(Records from a dataset)
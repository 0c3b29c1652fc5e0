//! Breadboard deliveries
//!
//! Lab breadboard runs carry no product identifiers. The archive holds a
//! flat directory of MSA files, one per PMC, numbered by a trailing
//! sequence number:
//!
//! ```text
//! import.json                          (optional)
//! spectra/Normal_A_0612673072_000001C5_000013.msa
//! spectra/Normal_A_0612673072_000001C5_000014.msa
//! context/scan_overview_1.tif
//! ```
//!
//! Beam locations are usually derived from each spectrum's X/Y/Z position,
//! and bulk sum/max value spectra are generated since none are delivered.

use pixlise_common::{PixliseError, Result};
use serde::Deserialize;
use std::collections::BTreeMap;
use tracing::{debug, info, warn};

use crate::archive::ArchiveTree;
use crate::assemble::ImportParams;
use crate::decode::{
    BeamDecoder, DecodeContext, Decoder, HousekeepingDecoder, MsaDecoder, PseudoIntensityDecoder,
    PseudoIntensityRangeDecoder,
};
use crate::layout::{has_extension, read_matched_images, ClassifiedArchive};
use crate::model::{
    BeamLocation, BeamLocationByPmc, ImageProjection, MetaValue, ReadType, SpectraByPmc, META_PMC,
    META_READTYPE, META_SOURCEFILE,
};
use crate::paths::PSEUDO_INTENSITY_RANGES;
use crate::product_id::base_name;

pub const DEFAULT_MSA_DIR: &str = "spectra";
/// `xscale,xbias,yscale,ybias` used when nothing else is given
pub const DEFAULT_BEAM_PARAMS: &str = "10,0,10,0";
pub const DETECTOR_BREADBOARD: &str = "Breadboard";
pub const GROUP_BREADBOARD: &str = "JPL Breadboard";

const IMAGE_EXTENSIONS: [&str; 4] = ["tif", "png", "jpg", "jpeg"];

/// Breadboard specific entries of the parameter file
#[derive(Debug, Clone, Default, PartialEq, Deserialize)]
#[serde(default)]
pub struct BreadboardParams {
    #[serde(rename = "msadir")]
    pub msa_dir: String,
    #[serde(rename = "beamparams")]
    pub beam_params: String,
    #[serde(rename = "beamfile")]
    pub beam_file: String,
    pub housekeeping: String,
    #[serde(rename = "contextimgdir")]
    pub context_img_dir: String,
    #[serde(rename = "pseudointensitycsv")]
    pub pseudo_intensity_csv: String,
    #[serde(rename = "singledetectormsa")]
    pub single_detector_msa: bool,
    /// Number PMCs by file order, for files written without a PMC
    #[serde(rename = "genpmcs")]
    pub gen_pmcs: bool,
    #[serde(rename = "readtype")]
    pub read_type: String,
    #[serde(rename = "detaduplicate")]
    pub detector_a_duplicate: bool,
}

impl BreadboardParams {
    /// Settings for an archive without a parameter file
    pub fn unconfigured() -> Self {
        Self {
            msa_dir: DEFAULT_MSA_DIR.to_string(),
            beam_params: DEFAULT_BEAM_PARAMS.to_string(),
            gen_pmcs: true,
            read_type: ReadType::Normal.as_str().to_string(),
            ..Default::default()
        }
    }

    pub fn from_param_file(data: &[u8], path: &str) -> Result<Self> {
        let mut params: Self = serde_json::from_slice(data)
            .map_err(|e| PixliseError::invalid_format(path, e.to_string()))?;
        if params.msa_dir.trim().is_empty() {
            params.msa_dir = DEFAULT_MSA_DIR.to_string();
        }
        Ok(params)
    }

    fn read_type_override(&self) -> Result<Option<ReadType>> {
        if self.read_type.is_empty() {
            return Ok(None);
        }
        self.read_type
            .parse()
            .map(Some)
            .map_err(|e: String| PixliseError::invalid_format("readtype", e))
    }

    fn msa_decoder(&self) -> MsaDecoder {
        if self.single_detector_msa {
            MsaDecoder::single_detector(!self.gen_pmcs)
        } else {
            MsaDecoder::multi_detector(!self.gen_pmcs).with_detector_a_duplicate(self.detector_a_duplicate)
        }
    }
}

/// Dataset level parameters for an archive without a parameter file
pub fn unconfigured_import_params(dataset_id: &str) -> ImportParams {
    ImportParams {
        dataset_id: dataset_id.to_string(),
        title: dataset_id.to_string(),
        target_id: "0".to_string(),
        group: GROUP_BREADBOARD.to_string(),
        detector_config: DETECTOR_BREADBOARD.to_string(),
        gen_bulk_max: true,
        ..Default::default()
    }
}

/// Linear map from stage position to context image pixels
#[derive(Debug, Clone, Copy, PartialEq)]
pub struct BeamParams {
    pub x_scale: f32,
    pub x_bias: f32,
    pub y_scale: f32,
    pub y_bias: f32,
}

impl std::str::FromStr for BeamParams {
    type Err = PixliseError;

    fn from_str(s: &str) -> Result<Self> {
        let values = s
            .split(',')
            .map(|v| v.trim().parse::<f32>())
            .collect::<std::result::Result<Vec<_>, _>>()
            .map_err(|e| PixliseError::invalid_format("beamparams", format!("{s}: {e}")))?;
        match values.as_slice() {
            [x_scale, x_bias, y_scale, y_bias] => Ok(Self {
                x_scale: *x_scale,
                x_bias: *x_bias,
                y_scale: *y_scale,
                y_bias: *y_bias,
            }),
            _ => Err(PixliseError::invalid_format(
                "beamparams",
                format!("expected 4 comma separated values, got \"{s}\""),
            )),
        }
    }
}

/// Trailing `_<n>` of an MSA file name
pub fn sequence_number(path: &str) -> Option<i32> {
    let stem = base_name(path).rsplit_once('.')?.0;
    let (_, seq) = stem.rsplit_once('_')?;
    seq.parse().ok().filter(|n| *n > 0)
}

/// Read type from a name like `Normal_A_0612673072_000001C5_000013.msa`
pub fn read_type_from_name(path: &str) -> Option<ReadType> {
    let name = base_name(path);
    let bits: Vec<&str> = name.split('_').collect();
    if bits.len() != 5 {
        return None;
    }
    bits[0].parse().ok()
}

/// MSA files to read, ordered by sequence number. Notes files and other
/// strays without one are skipped.
fn spectrum_files<'t>(tree: &'t ArchiveTree, params: &BreadboardParams, verify_read_type: bool) -> Vec<&'t str> {
    let mut files: Vec<(i32, &str)> = tree
        .files_in(&params.msa_dir)
        .into_iter()
        .filter(|p| has_extension(p, "msa"))
        .filter(|p| {
            let ok = !verify_read_type || read_type_from_name(p).is_some();
            if !ok {
                info!(path = %p, "Ignoring spectrum file, no read type in name");
            }
            ok
        })
        .filter_map(|p| match sequence_number(p) {
            Some(seq) => Some((seq, p)),
            None => {
                warn!(path = %p, "Ignoring spectrum file, no sequence number in name");
                None
            },
        })
        .collect();
    files.sort_by_key(|(seq, _)| *seq);
    files.into_iter().map(|(_, p)| p).collect()
}

fn read_spectra(tree: &ArchiveTree, params: &BreadboardParams) -> Result<SpectraByPmc> {
    let read_type_override = params.read_type_override()?;
    let files = spectrum_files(tree, params, read_type_override.is_none());
    info!(dir = %params.msa_dir, files = files.len(), "Reading breadboard spectra");

    let decoder = params.msa_decoder();
    let mut spectra = SpectraByPmc::new();
    for (idx, path) in files.iter().enumerate() {
        let data = file(tree, path)?;
        let ctx = DecodeContext::new(path);
        let read_type = match read_type_override {
            Some(rt) => rt,
            None => read_type_from_name(path).ok_or_else(|| ctx.invalid("no read type in file name"))?,
        };

        for mut sample in decoder.decode(data, &ctx)? {
            if params.gen_pmcs {
                sample.set(META_PMC, MetaValue::Int(idx as i32 + 1));
            }
            if sample.meta.contains_key(META_SOURCEFILE) {
                return Err(ctx.invalid("unexpected SOURCEFILE metadata"));
            }
            sample.set(META_SOURCEFILE, base_name(path).into());
            sample.set(META_READTYPE, read_type.as_str().into());

            let pmc = sample
                .meta
                .get(META_PMC)
                .and_then(MetaValue::as_int)
                .ok_or_else(|| ctx.invalid("no PMC for spectrum"))?;
            spectra.entry(pmc).or_default().push(sample);
        }
        debug!(path = %path, "Read spectrum file");
    }
    Ok(spectra)
}

/// Beam location per PMC from its first spectrum's stage position
pub fn beams_from_spectra(
    spectra: &SpectraByPmc,
    params: BeamParams,
    context_pmc: i32,
) -> Result<BeamLocationByPmc> {
    let mut beams = BeamLocationByPmc::new();
    for (pmc, samples) in spectra {
        let Some(first) = samples.first() else {
            continue;
        };
        let position = |key: &str| match first.meta.get(key) {
            Some(MetaValue::Float(v)) => Ok(*v),
            _ => Err(PixliseError::invalid_format(
                format!("PMC {pmc}"),
                format!("cannot generate beam location, {key} is not a float"),
            )),
        };
        let (x, y, z) = (position("XPOSITION")?, position("YPOSITION")?, position("ZPOSITION")?);
        beams.insert(
            *pmc,
            BeamLocation {
                x,
                y,
                z,
                geom_corr: None,
                ij: BTreeMap::from([(
                    context_pmc,
                    ImageProjection {
                        i: x * params.x_scale + params.x_bias,
                        j: y * params.y_scale + params.y_bias,
                    },
                )]),
            },
        );
    }
    Ok(beams)
}

/// Context images keyed by the sequence number in their name. Images
/// without one go to PMC 1.
fn read_context_images(tree: &ArchiveTree, dir: &str) -> BTreeMap<i32, String> {
    let mut images = BTreeMap::new();
    for path in tree.files_in(dir) {
        if !IMAGE_EXTENSIONS.iter().any(|ext| has_extension(path, ext)) {
            continue;
        }
        let pmc = sequence_number(path).unwrap_or(1);
        match images.entry(pmc) {
            std::collections::btree_map::Entry::Vacant(slot) => {
                slot.insert(path.to_string());
            },
            std::collections::btree_map::Entry::Occupied(_) => {
                warn!(path = %path, pmc, "Second context image for PMC, ignoring");
            },
        }
    }
    images
}

fn file<'t>(tree: &'t ArchiveTree, path: &str) -> Result<&'t [u8]> {
    tree.get(path).ok_or_else(|| PixliseError::not_found("archive", path))
}

/// Reads a breadboard archive. `ranges` is the pseudo-intensity range
/// descriptor, needed only when the parameters name a pseudo-intensity file.
pub fn classify(tree: &ArchiveTree, params: &BreadboardParams, ranges: Option<&[u8]>) -> Result<ClassifiedArchive> {
    let mut out = ClassifiedArchive {
        meta_from_params: true,
        ..Default::default()
    };

    if !params.context_img_dir.is_empty() {
        out.context_images = read_context_images(tree, &params.context_img_dir);
    }
    let context_pmc = out.context_images.keys().next().copied().unwrap_or(1);

    if !params.housekeeping.is_empty() {
        info!(path = %params.housekeeping, "Reading housekeeping");
        let decoder = HousekeepingDecoder { header_lines: 0 };
        let ctx = DecodeContext::new(&params.housekeeping);
        out.housekeeping = Some(decoder.decode(file(tree, &params.housekeeping)?, &ctx)?);
    }

    if !params.pseudo_intensity_csv.is_empty() {
        let ranges = ranges.ok_or_else(|| {
            PixliseError::invalid_format(
                params.pseudo_intensity_csv.as_str(),
                "pseudo-intensity CSV given, but no pseudo-intensity ranges file is available",
            )
        })?;
        out.pseudo_intensity_ranges =
            PseudoIntensityRangeDecoder.decode(ranges, &DecodeContext::new(PSEUDO_INTENSITY_RANGES))?;
        out.pseudo_intensities = PseudoIntensityDecoder.decode(
            file(tree, &params.pseudo_intensity_csv)?,
            &DecodeContext::new(&params.pseudo_intensity_csv),
        )?;
    }

    out.spectra = read_spectra(tree, params)?;

    if !params.beam_params.is_empty() {
        let beam_params: BeamParams = params.beam_params.parse()?;
        out.beams = beams_from_spectra(&out.spectra, beam_params, context_pmc)?;
    } else if !params.beam_file.is_empty() {
        info!(path = %params.beam_file, context_pmc, "Reading beam locations");
        out.beams = BeamDecoder::single_image(context_pmc)
            .decode(file(tree, &params.beam_file)?, &DecodeContext::new(&params.beam_file))?;
    }

    out.matched_images = read_matched_images(tree, &out.beams)?;
    info!(
        pmcs = out.spectra.len(),
        beams = out.beams.len(),
        images = out.context_images.len(),
        "Read breadboard archive"
    );
    Ok(out)
}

(Required work): Within the data above, the span starting at the line containing "return None;" and ending at the line containing "fn spectrum_files<'t>(tree: &'t" is to be retyped exactly, with no other lines.

(Written reply):
        return None;
    }
    bits[0].parse().ok()
}

/// MSA files to read, ordered by sequence number. Notes files and other
/// strays without one are skipped.
fn spectrum_files<'t>(tree: &'t ArchiveTree, params: &BreadboardParams, verify_read_type: bool) -> Vec<&'t str> {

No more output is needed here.